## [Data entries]
__________________________________________________

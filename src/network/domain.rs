//! Contratos de datos de los microservicios (DTOs).
//!
//! Este módulo define las estructuras que viajan por la red, con los nombres de
//! campo tal como los expone el backend (camelCase en español). Los modelos de
//! dominio (`Pelota`, `Usuario`) se construyen a partir de estas respuestas.
//!
//! # Envoltura de respuestas
//! Algunos endpoints devuelven `{ success, message, data }` (o `{ status, message, data }`)
//! y otros el payload directo. `desenvolver` acepta ambas formas.


use rust_decimal::Decimal;
use serde::de::DeserializeOwned;
use serde::{Deserialize, Serialize};
use serde_json::Value;
use crate::system::error::{ErrorTienda, Resultado};


/// Pelota tal como la devuelve el servicio de catálogo.
#[derive(Debug, Clone, Serialize, Deserialize, PartialEq)]
#[serde(rename_all = "camelCase")]
pub struct PelotaResponse {
    pub id: i64,
    pub nombre: String,
    #[serde(with = "rust_decimal::serde::float")]
    pub precio: Decimal,
    #[serde(default)]
    pub descripcion: String,
    #[serde(default)]
    pub image_url: String,
    #[serde(default)]
    pub deporte: String,
    #[serde(default)]
    pub marca: String,
    pub stock: i32,
}


/// Cuerpo de creación/actualización de una pelota (sin `id`).
#[derive(Debug, Clone, Serialize, Deserialize, PartialEq)]
#[serde(rename_all = "camelCase")]
pub struct PelotaRequest {
    pub nombre: String,
    #[serde(with = "rust_decimal::serde::float")]
    pub precio: Decimal,
    pub descripcion: String,
    pub image_url: String,
    pub deporte: String,
    pub marca: String,
    pub stock: i32,
}


#[derive(Debug, Clone, Serialize, Deserialize, PartialEq, Eq)]
#[serde(rename_all = "camelCase")]
pub struct ItemCarritoRequest {
    pub producto_id: i64,
    pub cantidad: i32,
}


#[derive(Debug, Clone, Serialize, Deserialize, PartialEq)]
#[serde(rename_all = "camelCase")]
pub struct ItemCarritoResponse {
    pub id: i64,
    pub producto_id: i64,
    pub cantidad: i32,
    #[serde(with = "rust_decimal::serde::float")]
    pub precio_unitario: Decimal,
}


/// Carrito persistido en el servicio de carrito.
#[derive(Debug, Clone, Serialize, Deserialize, PartialEq)]
#[serde(rename_all = "camelCase")]
pub struct CarritoResponse {
    pub id: i64,
    pub usuario_id: i64,
    #[serde(default)]
    pub items: Vec<ItemCarritoResponse>,
}


#[derive(Debug, Clone, Serialize, Deserialize, PartialEq, Eq)]
pub struct LoginRequest {
    pub email: String,
    pub password: String,
}


/// Cuerpo de registro y actualización de usuario. Único lugar donde viaja la contraseña.
#[derive(Debug, Clone, Serialize, Deserialize, PartialEq, Eq)]
pub struct UsuarioRequest {
    pub email: String,
    pub nombre: String,
    pub password: String,
}


#[derive(Debug, Clone, Serialize, Deserialize, PartialEq, Eq)]
#[serde(rename_all = "camelCase")]
pub struct UsuarioResponse {
    pub id: i64,
    pub email: String,
    pub nombre: String,
    pub rol: String,
    #[serde(default)]
    pub estado: Option<String>,
    #[serde(default)]
    pub created_at: Option<String>,
    #[serde(default)]
    pub updated_at: Option<String>,
}


/// Respuesta del proxy de indicadores (formato mindicador.cl).
#[derive(Debug, Clone, Serialize, Deserialize, PartialEq)]
pub struct DolarResponse {
    #[serde(default)]
    pub serie: Vec<SerieData>,
}


#[derive(Debug, Clone, Serialize, Deserialize, PartialEq)]
pub struct SerieData {
    pub valor: f64,
    #[serde(default)]
    pub fecha: String,
}


/// Verifica la bandera de éxito de una respuesta envuelta.
///
/// Una respuesta sin envoltura se considera exitosa (el status HTTP ya fue 2xx).
pub fn verificar_envoltura(valor: &Value) -> Resultado<()> {
    let Some(obj) = valor.as_object() else {
        return Ok(());
    };
    if !es_envoltura(valor) {
        return Ok(());
    }

    let exito = match (obj.get("success"), obj.get("status")) {
        (Some(Value::Bool(success)), _) => *success,
        (_, Some(Value::Number(status))) => status
            .as_i64()
            .is_some_and(|s| (200..300).contains(&s)),
        _ => true,
    };

    if exito {
        Ok(())
    } else {
        let mensaje = obj
            .get("message")
            .and_then(Value::as_str)
            .unwrap_or("sin mensaje")
            .to_string();
        Err(ErrorTienda::rechazado(mensaje))
    }
}


/// Extrae el payload de una respuesta, envuelta o directa.
///
/// * Envoltura con bandera de fallo: `Rechazado`.
/// * Envoltura con `data: null` o cuerpo `null`: `CuerpoVacio`.
pub fn desenvolver<T: DeserializeOwned>(valor: Value) -> Resultado<T> {
    verificar_envoltura(&valor)?;

    let payload = if es_envoltura(&valor) {
        match valor {
            Value::Object(mut obj) => obj.remove("data").unwrap_or(Value::Null),
            otro => otro,
        }
    } else {
        valor
    };

    if payload.is_null() {
        return Err(ErrorTienda::CuerpoVacio);
    }
    Ok(serde_json::from_value(payload)?)
}


/// Una bandera `success` booleana alcanza; `status` exige además `message` o `data`.
fn es_envoltura(valor: &Value) -> bool {
    valor.as_object().is_some_and(|obj| {
        let con_success = matches!(obj.get("success"), Some(Value::Bool(_)));
        let con_status = matches!(obj.get("status"), Some(Value::Number(_)))
            && (obj.contains_key("message") || obj.contains_key("data"));
        con_success || con_status
    })
}
use mundo_pelota::context::domain::AppContext;
use mundo_pelota::system::domain::{init_tracing, System};
use tracing::{error, warn};


#[tokio::main]
async fn main() {

    let system = match System::new() {
        Ok(system) => system,
        Err(e) => {
            eprintln!("{e}");
            std::process::exit(1);
        }
    };

    init_tracing(&system);

    let app_context = AppContext::new(system);

    if let Err(e) = app_context.catalogo.cargar().await {
        error!("Error: {}", e);
    }
    let valor_dolar = app_context.catalogo.actualizar_valor_dolar().await;
    if valor_dolar.is_none() {
        warn!("Warning: precios solo en CLP");
    }

    for pelota in app_context.catalogo.pelotas().await {
        let precio_usd = valor_dolar
            .and_then(|dolar| pelota.precio_usd(dolar))
            .map(|usd| format!(" / USD {usd}"))
            .unwrap_or_default();

        println!(
            "{:>3}  {:<14} {:<10} {:<11} ${} CLP{}  (stock {})",
            pelota.id,
            pelota.nombre,
            pelota.marca,
            pelota.deporte,
            pelota.precio.trunc(),
            precio_usd,
            pelota.stock,
        );
    }
}
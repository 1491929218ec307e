//! Dominio del catálogo.
//!
//! `Pelota` es el modelo local que muestra el cliente; se reconstruye a partir de
//! cada `PelotaResponse` del servidor. La lista local es solo un caché: el
//! servicio de catálogo es la fuente de verdad.


use rust_decimal::Decimal;
use rust_decimal::prelude::FromPrimitive;
use crate::config::catalogo::DECIMALES_USD;
use crate::network::domain::{PelotaRequest, PelotaResponse};
use crate::system::error::{ErrorTienda, Resultado};


#[derive(Debug, Clone, PartialEq)]
pub struct Pelota {
    pub id: i64,
    pub nombre: String,
    pub precio: Decimal,
    pub descripcion: String,
    /// URL pública o URI local (foto tomada en el panel admin).
    pub image_url: String,
    /// Texto libre; ver `categoria()`.
    pub deporte: String,
    pub marca: String,
    pub stock: i32,
}


#[derive(Debug, Clone, Copy, PartialEq, Eq, Hash)]
pub enum CategoriaPelota {
    Basketball,
    Futbol,
    Volleyball,
    Otra,
}


impl CategoriaPelota {
    pub fn desde_deporte(deporte: &str) -> Self {
        match deporte.trim().to_uppercase().as_str() {
            "BASKETBALL" => CategoriaPelota::Basketball,
            "FUTBOL" => CategoriaPelota::Futbol,
            "VOLLEYBALL" => CategoriaPelota::Volleyball,
            _ => CategoriaPelota::Otra,
        }
    }
}


impl Pelota {
    pub fn categoria(&self) -> CategoriaPelota {
        CategoriaPelota::desde_deporte(&self.deporte)
    }

    pub fn tiene_stock(&self) -> bool {
        self.stock > 0
    }

    /// Precio en dólares, redondeado a dos decimales.
    ///
    /// `None` si el valor del dólar aún no se conoce (o no es positivo).
    pub fn precio_usd(&self, valor_dolar: f64) -> Option<Decimal> {
        if !valor_dolar.is_finite() || valor_dolar <= 0.0 {
            return None;
        }
        let tasa = Decimal::from_f64(valor_dolar)?;
        self.precio
            .checked_div(tasa)
            .map(|usd| usd.round_dp(DECIMALES_USD))
    }

    /// Request de actualización con el mismo contenido y otro stock.
    pub fn request_con_stock(&self, stock: i32) -> PelotaRequest {
        PelotaRequest {
            stock,
            ..PelotaRequest::from(self)
        }
    }

    /// Reglas mínimas antes de enviar una pelota al servidor.
    pub fn validar(&self) -> Resultado<()> {
        if self.nombre.trim().is_empty() {
            return Err(ErrorTienda::validacion("nombre", "El nombre es requerido"));
        }
        if self.precio <= Decimal::ZERO {
            return Err(ErrorTienda::validacion("precio", "El precio debe ser mayor a 0"));
        }
        if self.stock < 0 {
            return Err(ErrorTienda::validacion("stock", "El stock no puede ser negativo"));
        }
        Ok(())
    }
}


impl From<PelotaResponse> for Pelota {
    fn from(r: PelotaResponse) -> Self {
        Self {
            id: r.id,
            nombre: r.nombre,
            precio: r.precio,
            descripcion: r.descripcion,
            image_url: r.image_url,
            deporte: r.deporte,
            marca: r.marca,
            stock: r.stock,
        }
    }
}


impl From<&Pelota> for PelotaRequest {
    fn from(p: &Pelota) -> Self {
        Self {
            nombre: p.nombre.clone(),
            precio: p.precio,
            descripcion: p.descripcion.clone(),
            image_url: p.image_url.clone(),
            deporte: p.deporte.clone(),
            marca: p.marca.clone(),
            stock: p.stock,
        }
    }
}


/// Catálogo local de respaldo, usado cuando el servicio no responde.
pub fn pelotas_iniciales() -> Vec<Pelota> {
    let datos = [
        (1, "Molten GG7X", 19990, "Pelota profesional de basketball, tamaño 7", "BASKETBALL", "Molten", 10),
        (2, "Spalding NBA", 23990, "Pelota oficial de basketball NBA", "BASKETBALL", "Spalding", 8),
        (3, "Adidas Tango", 17990, "Pelota de fútbol tradicional, resistente al agua", "FUTBOL", "Adidas", 12),
        (4, "Nike Flight", 24990, "Pelota de fútbol alta competición", "FUTBOL", "Nike", 6),
        (5, "Mikasa V200W", 27990, "Pelota oficial de volleyball olímpico", "VOLLEYBALL", "Mikasa", 7),
        (6, "Wilson AVP", 15990, "Pelota de volleyball para juegos playeros", "VOLLEYBALL", "Wilson", 15),
    ];

    datos
        .into_iter()
        .map(|(id, nombre, precio, descripcion, deporte, marca, stock)| Pelota {
            id,
            nombre: nombre.to_string(),
            precio: Decimal::from(precio),
            descripcion: descripcion.to_string(),
            image_url: String::new(),
            deporte: deporte.to_string(),
            marca: marca.to_string(),
            stock,
        })
        .collect()
}


#[cfg(test)]
mod tests {
    use super::*;

    fn pelota(stock: i32) -> Pelota {
        Pelota {
            id: 9,
            nombre: "Molten GG7X".into(),
            precio: Decimal::from(19990),
            descripcion: "tamaño 7".into(),
            image_url: String::new(),
            deporte: "basketball".into(),
            marca: "Molten".into(),
            stock,
        }
    }

    #[test]
    fn categoria_ignora_mayusculas_y_cae_en_otra() {
        assert_eq!(pelota(1).categoria(), CategoriaPelota::Basketball);
        assert_eq!(CategoriaPelota::desde_deporte("Futbol"), CategoriaPelota::Futbol);
        assert_eq!(CategoriaPelota::desde_deporte("tenis"), CategoriaPelota::Otra);
    }

    #[test]
    fn precio_usd_redondea_a_dos_decimales() {
        let usd = pelota(1).precio_usd(950.0).unwrap();
        assert_eq!(usd, Decimal::new(2104, 2));
        assert_eq!(pelota(1).precio_usd(0.0), None);
    }

    #[test]
    fn request_con_stock_solo_cambia_el_stock() {
        let p = pelota(3);
        let req = p.request_con_stock(2);
        assert_eq!(req.stock, 2);
        assert_eq!(req.nombre, p.nombre);
        assert_eq!(req.precio, p.precio);
    }

    #[test]
    fn validar_rechaza_nombre_vacio_y_stock_negativo() {
        let mut p = pelota(1);
        p.nombre = "  ".into();
        assert!(matches!(p.validar(), Err(ErrorTienda::Validacion { .. })));

        let p = pelota(-1);
        assert!(p.validar().is_err());
        assert!(pelota(0).validar().is_ok());
    }

    #[test]
    fn catalogo_de_respaldo_tiene_seis_pelotas() {
        let pelotas = pelotas_iniciales();
        assert_eq!(pelotas.len(), 6);
        assert!(pelotas.iter().all(|p| p.validar().is_ok()));
    }
}
use async_trait::async_trait;
use reqwest::Method;
use crate::network::client::{ClienteHttp, Servicio};
use crate::network::domain::DolarResponse;
use crate::system::error::{ErrorTienda, Resultado};


/// Servicio externo del valor del dólar (proxy de mindicador.cl).
#[async_trait]
pub trait DolarApi: Send + Sync {
    /// Valor más reciente de la serie (primer elemento).
    async fn valor_dolar(&self) -> Resultado<f64>;
}


pub struct HttpDolarApi {
    http: ClienteHttp,
}

impl HttpDolarApi {
    pub fn new(http: ClienteHttp) -> Self {
        Self { http }
    }
}


#[async_trait]
impl DolarApi for HttpDolarApi {
    async fn valor_dolar(&self) -> Resultado<f64> {
        let respuesta: DolarResponse = self.http
            .json(Servicio::Externo, Method::GET, "/api/dolar", None)
            .await?;

        respuesta.serie
            .first()
            .map(|dato| dato.valor)
            .ok_or(ErrorTienda::CuerpoVacio)
    }
}
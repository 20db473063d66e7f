//! Fiat-Shamir transcript errors.

use thiserror::Error;

/// Misuse of the named-challenge transcript.
///
/// Challenge names are derived from the circuit shape on both sides, so any of these means the
/// two sides disagree on the protocol schedule.
#[derive(Error, Debug, Clone, PartialEq, Eq)]
pub enum FiatShamirError {
    #[error("unknown challenge name \"{0}\"")]
    UnknownChallenge(String),

    #[error("challenge \"{name}\" requested before \"{pending}\" was computed")]
    OutOfOrder { name: String, pending: String },

    #[error("challenge \"{0}\" has already been computed and can no longer be bound")]
    AlreadyComputed(String),
}
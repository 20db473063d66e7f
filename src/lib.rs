pub mod circuit;
pub mod fiat_shamir;
pub mod gkr;
pub mod poly;
pub mod sumcheck;
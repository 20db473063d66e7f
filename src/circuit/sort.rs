use std::sync::Arc;

use p3_field::Field;
use tracing::instrument;

use super::{Circuit, CircuitError, Gate, WireId, gate::IdentityGate};

/// A wire together with the metadata the protocol derives from the circuit shape.
#[derive(Debug)]
pub struct SortedWire<F> {
    gate: Arc<dyn Gate<F>>,
    inputs: Vec<WireId>,
    /// Distinct inputs, in order of first occurrence.
    unique_inputs: Vec<WireId>,
    /// For every input slot, the index of its wire in `unique_inputs`.
    slot_to_unique: Vec<usize>,
    /// Number of distinct wires consuming this one.
    nb_unique_outputs: usize,
}

impl<F> SortedWire<F> {
    #[must_use]
    pub fn gate(&self) -> &dyn Gate<F> {
        self.gate.as_ref()
    }

    #[must_use]
    pub fn inputs(&self) -> &[WireId] {
        &self.inputs
    }

    #[must_use]
    pub fn unique_inputs(&self) -> &[WireId] {
        &self.unique_inputs
    }

    #[must_use]
    pub fn slot_to_unique(&self) -> &[usize] {
        &self.slot_to_unique
    }

    #[must_use]
    pub fn is_input(&self) -> bool {
        self.inputs.is_empty()
    }

    #[must_use]
    pub const fn is_output(&self) -> bool {
        self.nb_unique_outputs == 0
    }

    /// Number of claims the wire accumulates during verification.
    ///
    /// An output wire gets a single claim seeded from the first challenge, any other wire gets
    /// one claim per distinct consumer.
    #[must_use]
    pub const fn nb_claims(&self) -> usize {
        if self.is_output() {
            1
        } else {
            self.nb_unique_outputs
        }
    }

    /// An input wire with a single claim is checked by direct evaluation, without a sum-check.
    #[must_use]
    pub fn no_proof(&self) -> bool {
        self.is_input() && self.nb_claims() == 1
    }

    #[must_use]
    pub const fn nb_unique_outputs(&self) -> usize {
        self.nb_unique_outputs
    }

    #[must_use]
    pub fn nb_unique_inputs(&self) -> usize {
        self.unique_inputs.len()
    }

    #[must_use]
    pub fn degree(&self) -> usize {
        self.gate.degree()
    }
}

/// A circuit with its evaluation order and per-wire metadata.
///
/// Wires keep their declaration [`WireId`]s; `order` lists them so that every wire comes
/// after all of its inputs. Proofs and challenge names refer to positions in `order`.
#[derive(Debug)]
pub struct SortedCircuit<F> {
    wires: Vec<SortedWire<F>>,
    order: Vec<WireId>,
}

impl<F: Field> SortedCircuit<F> {
    /// Adopts a caller-supplied evaluation order instead of computing one.
    pub fn with_order(circuit: &Circuit<F>, order: Vec<WireId>) -> Result<Self, CircuitError> {
        let (wires, _) = annotate(circuit)?;

        if order.len() != wires.len() {
            return Err(CircuitError::OrderLength {
                expected: wires.len(),
                got: order.len(),
            });
        }

        let mut position = vec![usize::MAX; wires.len()];
        for (i, &id) in order.iter().enumerate() {
            if id.0 >= wires.len() || position[id.0] != usize::MAX {
                return Err(CircuitError::NotAPermutation(id));
            }
            position[id.0] = i;
        }

        for (i, wire) in wires.iter().enumerate() {
            for &input in &wire.inputs {
                if position[input.0] >= position[i] {
                    return Err(CircuitError::InputAfterConsumer {
                        wire: WireId(i),
                        input,
                    });
                }
            }
        }

        Ok(Self { wires, order })
    }
}

impl<F> SortedCircuit<F> {
    #[must_use]
    pub fn wire(&self, id: WireId) -> &SortedWire<F> {
        &self.wires[id.0]
    }

    /// Evaluation order: every wire appears after all of its inputs.
    #[must_use]
    pub fn order(&self) -> &[WireId] {
        &self.order
    }

    /// The wire at position `i` of the evaluation order.
    #[must_use]
    pub fn sorted(&self, i: usize) -> (WireId, &SortedWire<F>) {
        let id = self.order[i];
        (id, &self.wires[id.0])
    }

    pub fn iter_sorted(&self) -> impl DoubleEndedIterator<Item = (WireId, &SortedWire<F>)> + ExactSizeIterator {
        self.order.iter().map(|&id| (id, &self.wires[id.0]))
    }

    #[must_use]
    pub const fn len(&self) -> usize {
        self.wires.len()
    }

    #[must_use]
    pub const fn is_empty(&self) -> bool {
        self.wires.is_empty()
    }
}

/// Canonicalizes gates, computes fan-out counts and the consumer list of every wire.
///
/// The consumer list has one entry per input slot, so a wire feeding the same gate twice is
/// listed twice, matching the per-slot readiness counters of the sort.
fn annotate<F: Field>(
    circuit: &Circuit<F>,
) -> Result<(Vec<SortedWire<F>>, Vec<Vec<usize>>), CircuitError> {
    let n = circuit.len();
    let identity: Arc<dyn Gate<F>> = Arc::new(IdentityGate);

    let mut outputs = vec![Vec::new(); n];
    let mut nb_unique_outputs = vec![0; n];
    let mut wires = Vec::with_capacity(n);

    for (id, wire) in circuit.iter() {
        let mut unique_inputs: Vec<WireId> = Vec::with_capacity(wire.inputs.len());
        let mut slot_to_unique = Vec::with_capacity(wire.inputs.len());

        for &input in &wire.inputs {
            if input.0 >= n {
                return Err(CircuitError::UnknownInput { wire: id, input });
            }
            outputs[input.0].push(id.0);

            if let Some(pos) = unique_inputs.iter().position(|&u| u == input) {
                slot_to_unique.push(pos);
            } else {
                slot_to_unique.push(unique_inputs.len());
                unique_inputs.push(input);
                nb_unique_outputs[input.0] += 1;
            }
        }

        let gate = match (&wire.gate, wire.is_input()) {
            (Some(gate), false) => gate.clone(),
            _ => identity.clone(),
        };

        wires.push(SortedWire {
            gate,
            inputs: wire.inputs.clone(),
            unique_inputs,
            slot_to_unique,
            nb_unique_outputs: 0,
        });
    }

    for (wire, count) in wires.iter_mut().zip(nb_unique_outputs) {
        wire.nb_unique_outputs = count;
    }

    Ok((wires, outputs))
}

struct TopSortData {
    outputs: Vec<Vec<usize>>,
    /// Number of input slots not yet emitted.
    pending: Vec<usize>,
    done: Vec<bool>,
    /// Smallest index that may be ready; everything below it is done or waiting.
    least_ready: usize,
}

impl TopSortData {
    fn is_ready(&self, i: usize) -> bool {
        !self.done[i] && self.pending[i] == 0
    }

    fn mark_done(&mut self, i: usize) {
        self.done[i] = true;

        for &out in &self.outputs[i] {
            self.pending[out] -= 1;
            if self.pending[out] == 0 && out < self.least_ready {
                self.least_ready = out;
            }
        }

        while self.least_ready < self.done.len() && !self.is_ready(self.least_ready) {
            self.least_ready += 1;
        }
    }
}

/// Sorts the wires so that every wire comes after all the wires it depends on.
///
/// The lowest-index ready wire is always emitted first, so the declaration order is kept
/// wherever possible and an already sorted circuit is returned unchanged. Input wires get
/// the identity gate and every wire gets its fan-out count.
///
/// Worst case is quadratic in the number of wires, but circuits are small and usually
/// declared close to sorted.
///
/// # Panics
///
/// Panics if the circuit has a cycle or references a wire that does not exist.
#[instrument(skip_all, fields(num_wires = circuit.len()))]
#[must_use]
pub fn topological_sort<F: Field>(circuit: &Circuit<F>) -> SortedCircuit<F> {
    let (wires, outputs) = match annotate(circuit) {
        Ok(annotated) => annotated,
        Err(err) => panic!("malformed circuit: {err}"),
    };

    let n = wires.len();
    let mut data = TopSortData {
        outputs,
        pending: wires.iter().map(|w| w.inputs.len()).collect(),
        done: vec![false; n],
        least_ready: 0,
    };
    while data.least_ready < n && !data.is_ready(data.least_ready) {
        data.least_ready += 1;
    }

    let mut order = Vec::with_capacity(n);
    for _ in 0..n {
        assert!(data.least_ready < n, "circuit contains a cycle");
        order.push(WireId(data.least_ready));
        data.mark_done(data.least_ready);
    }

    SortedCircuit { wires, order }
}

__________________________________________________

## [Work order]
Return only the number of lines above in which the string "system" occurs.

## [Task response]
8